* ACTIVITY
What lines in this listing contain the string "reqwest"? Report each one by copying it.

** Opening DATA FOR THIS TASK block **

//! OpenAI Assistants Client - reqwest implementation of the AssistantClient port.
//!
//! Each port operation maps to exactly one HTTP request against the
//! Assistants API. Every request carries the bearer key, a JSON content
//! type, and the `OpenAI-Beta` opt-in header the API version requires.
//!
//! # Configuration
//!
//! ```ignore
//! let config = OpenAiClientConfig::new(api_key)
//!     .with_base_url("https://api.openai.com/v1")
//!     .with_timeout(Duration::from_secs(30));
//!
//! let client = OpenAiAssistantClient::new(config);
//! ```

use async_trait::async_trait;
use reqwest::{Client, Response};
use secrecy::{ExposeSecret, Secret};
use serde_json::{json, Value};
use std::time::Duration;

use crate::ports::{AssistantClient, UpstreamError};

/// Configuration for the OpenAI Assistants client.
#[derive(Debug, Clone)]
pub struct OpenAiClientConfig {
    /// API key for authentication.
    api_key: Secret<String>,
    /// Base URL for the API (default: https://api.openai.com/v1).
    pub base_url: String,
    /// Value for the `OpenAI-Beta` header.
    pub beta_header: String,
    /// Request timeout.
    pub timeout: Duration,
}

impl OpenAiClientConfig {
    /// Creates a new configuration with the given API key.
    pub fn new(api_key: impl Into<String>) -> Self {
        Self {
            api_key: Secret::new(api_key.into()),
            base_url: "https://api.openai.com/v1".to_string(),
            beta_header: "assistants=v2".to_string(),
            timeout: Duration::from_secs(60),
        }
    }

    /// Sets the base URL.
    pub fn with_base_url(mut self, url: impl Into<String>) -> Self {
        self.base_url = url.into();
        self
    }

    /// Sets the `OpenAI-Beta` header value.
    pub fn with_beta_header(mut self, value: impl Into<String>) -> Self {
        self.beta_header = value.into();
        self
    }

    /// Sets the request timeout.
    pub fn with_timeout(mut self, timeout: Duration) -> Self {
        self.timeout = timeout;
        self
    }

    /// Exposes the API key (for making requests).
    fn api_key(&self) -> &str {
        self.api_key.expose_secret()
    }
}

/// OpenAI Assistants API client.
pub struct OpenAiAssistantClient {
    config: OpenAiClientConfig,
    client: Client,
}

impl OpenAiAssistantClient {
    /// Creates a new client with the given configuration.
    pub fn new(config: OpenAiClientConfig) -> Self {
        let client = Client::builder()
            .timeout(config.timeout)
            .build()
            .expect("Failed to create HTTP client");

        Self { config, client }
    }

    fn threads_url(&self) -> String {
        format!("{}/threads", self.config.base_url)
    }

    fn messages_url(&self, thread_id: &str) -> String {
        format!("{}/threads/{}/messages", self.config.base_url, thread_id)
    }

    fn runs_url(&self, thread_id: &str) -> String {
        format!("{}/threads/{}/runs", self.config.base_url, thread_id)
    }

    fn run_url(&self, thread_id: &str, run_id: &str) -> String {
        format!(
            "{}/threads/{}/runs/{}",
            self.config.base_url, thread_id, run_id
        )
    }

    /// Sends a POST with the fixed header set and returns the parsed body.
    async fn post_json(&self, url: &str, body: &Value) -> Result<Value, UpstreamError> {
        let response = self
            .client
            .post(url)
            .header("Authorization", format!("Bearer {}", self.config.api_key()))
            .header("Content-Type", "application/json")
            .header("OpenAI-Beta", &self.config.beta_header)
            .json(body)
            .send()
            .await
            .map_err(map_send_error)?;

        Self::parse_response(response).await
    }

    /// Sends a GET with the fixed header set and returns the parsed body.
    async fn get_json(&self, url: &str) -> Result<Value, UpstreamError> {
        let response = self
            .client
            .get(url)
            .header("Authorization", format!("Bearer {}", self.config.api_key()))
            .header("Content-Type", "application/json")
            .header("OpenAI-Beta", &self.config.beta_header)
            .send()
            .await
            .map_err(map_send_error)?;

        Self::parse_response(response).await
    }

    /// Checks the response status and parses the JSON body.
    ///
    /// Non-2xx bodies are kept verbatim (parsed as JSON when they are JSON)
    /// so the caller can report exactly what upstream said.
    async fn parse_response(response: Response) -> Result<Value, UpstreamError> {
        let status = response.status();

        if !status.is_success() {
            let text = response.text().await.unwrap_or_default();
            let body =
                serde_json::from_str(&text).unwrap_or_else(|_| Value::String(text));
            return Err(UpstreamError::Api {
                status: status.as_u16(),
                body,
            });
        }

        response
            .json::<Value>()
            .await
            .map_err(|e| UpstreamError::MalformedResponse(e.to_string()))
    }
}

#[async_trait]
impl AssistantClient for OpenAiAssistantClient {
    async fn create_thread(&self) -> Result<String, UpstreamError> {
        let body = self.post_json(&self.threads_url(), &json!({})).await?;
        extract_str(&body, "id")
    }

    async fn add_message(&self, thread_id: &str, content: &str) -> Result<String, UpstreamError> {
        let body = self
            .post_json(&self.messages_url(thread_id), &message_body(content))
            .await?;
        extract_str(&body, "id")
    }

    async fn start_run(
        &self,
        thread_id: &str,
        assistant_id: &str,
    ) -> Result<String, UpstreamError> {
        let body = self
            .post_json(&self.runs_url(thread_id), &run_body(assistant_id))
            .await?;
        extract_str(&body, "id")
    }

    async fn run_status(&self, thread_id: &str, run_id: &str) -> Result<String, UpstreamError> {
        let body = self.get_json(&self.run_url(thread_id, run_id)).await?;
        extract_str(&body, "status")
    }

    async fn list_messages(&self, thread_id: &str) -> Result<Vec<Value>, UpstreamError> {
        let body = self.get_json(&self.messages_url(thread_id)).await?;
        match body.get("data") {
            Some(Value::Array(items)) => Ok(items.clone()),
            _ => Err(UpstreamError::MalformedResponse(
                "response has no data array".to_string(),
            )),
        }
    }
}

/// Body for posting a user message into a thread.
fn message_body(content: &str) -> Value {
    json!({ "role": "user", "content": content })
}

/// Body for starting a run.
fn run_body(assistant_id: &str) -> Value {
    json!({ "assistant_id": assistant_id })
}

/// Pulls a required string field out of an upstream response body.
fn extract_str(body: &Value, field: &str) -> Result<String, UpstreamError> {
    body.get(field)
        .and_then(Value::as_str)
        .map(str::to_string)
        .ok_or_else(|| {
            UpstreamError::MalformedResponse(format!("response has no {field} field"))
        })
}

fn map_send_error(e: reqwest::Error) -> UpstreamError {
    if e.is_timeout() {
        UpstreamError::Network(format!("Request timed out: {}", e))
    } else if e.is_connect() {
        UpstreamError::Network(format!("Connection failed: {}", e))
    } else {
        UpstreamError::Network(e.to_string())
    }
}

#[cfg(test)]
mod tests {
    use super::*;
    use serde_json::json;

    #[test]
    fn config_builder_works() {
        let config = OpenAiClientConfig::new("test-key")
            .with_base_url("https://custom.api.com/v1")
            .with_beta_header("assistants=v1")
            .with_timeout(Duration::from_secs(30));

        assert_eq!(config.base_url, "https://custom.api.com/v1");
        assert_eq!(config.beta_header, "assistants=v1");
        assert_eq!(config.timeout, Duration::from_secs(30));
        assert_eq!(config.api_key(), "test-key");
    }

    #[test]
    fn url_construction() {
        let client = OpenAiAssistantClient::new(OpenAiClientConfig::new("test"));

        assert_eq!(client.threads_url(), "https://api.openai.com/v1/threads");
        assert_eq!(
            client.messages_url("thread_abc"),
            "https://api.openai.com/v1/threads/thread_abc/messages"
        );
        assert_eq!(
            client.runs_url("thread_abc"),
            "https://api.openai.com/v1/threads/thread_abc/runs"
        );
        assert_eq!(
            client.run_url("thread_abc", "run_1"),
            "https://api.openai.com/v1/threads/thread_abc/runs/run_1"
        );
    }

    #[test]
    fn message_body_is_user_role() {
        assert_eq!(
            message_body("hello"),
            json!({ "role": "user", "content": "hello" })
        );
    }

    #[test]
    fn run_body_carries_assistant_id() {
        assert_eq!(run_body("asst_123"), json!({ "assistant_id": "asst_123" }));
    }

    #[test]
    fn extract_str_finds_field() {
        let body = json!({ "id": "thread_abc", "object": "thread" });
        assert_eq!(extract_str(&body, "id").unwrap(), "thread_abc");
    }

    #[test]
    fn extract_str_reports_missing_field() {
        let body = json!({ "object": "thread" });
        let err = extract_str(&body, "id").unwrap_err();
        assert!(matches!(err, UpstreamError::MalformedResponse(_)));
    }
}
//! HTTP adapters - REST API implementations.

pub mod relay;

// Re-export key types for convenience
pub use relay::relay_router;
pub use relay::RelayAppState;
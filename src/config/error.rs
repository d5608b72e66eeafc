//! Configuration error types

use thiserror::Error;

/// Errors that can occur during configuration loading
#[derive(Debug, Error)]
pub enum ConfigError {
    #[error("Configuration loading failed: {0}")]
    LoadError(#[from] config::ConfigError),

    #[error("Validation failed: {0}")]
    ValidationFailed(#[from] ValidationError),
}

/// Errors that can occur during configuration validation
#[derive(Debug, Error)]
pub enum ValidationError {
    #[error("Required configuration missing: {0}")]
    MissingRequired(&'static str),

    #[error("Invalid port number")]
    InvalidPort,

    #[error("Invalid bind address")]
    InvalidBindAddress,

    #[error("Invalid request timeout")]
    InvalidTimeout,

    #[error("Invalid upstream base URL")]
    InvalidBaseUrl,

    #[error("Assistant id must not be empty")]
    EmptyAssistantId,
}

** Closing DATA FOR THIS TASK block **

* RESULT OF THIS EXERCISE
//! OpenAI Assistants Client - reqwest implementation of the AssistantClient port.
use reqwest::{Client, Response};
fn map_send_error(e: reqwest::Error) -> UpstreamError {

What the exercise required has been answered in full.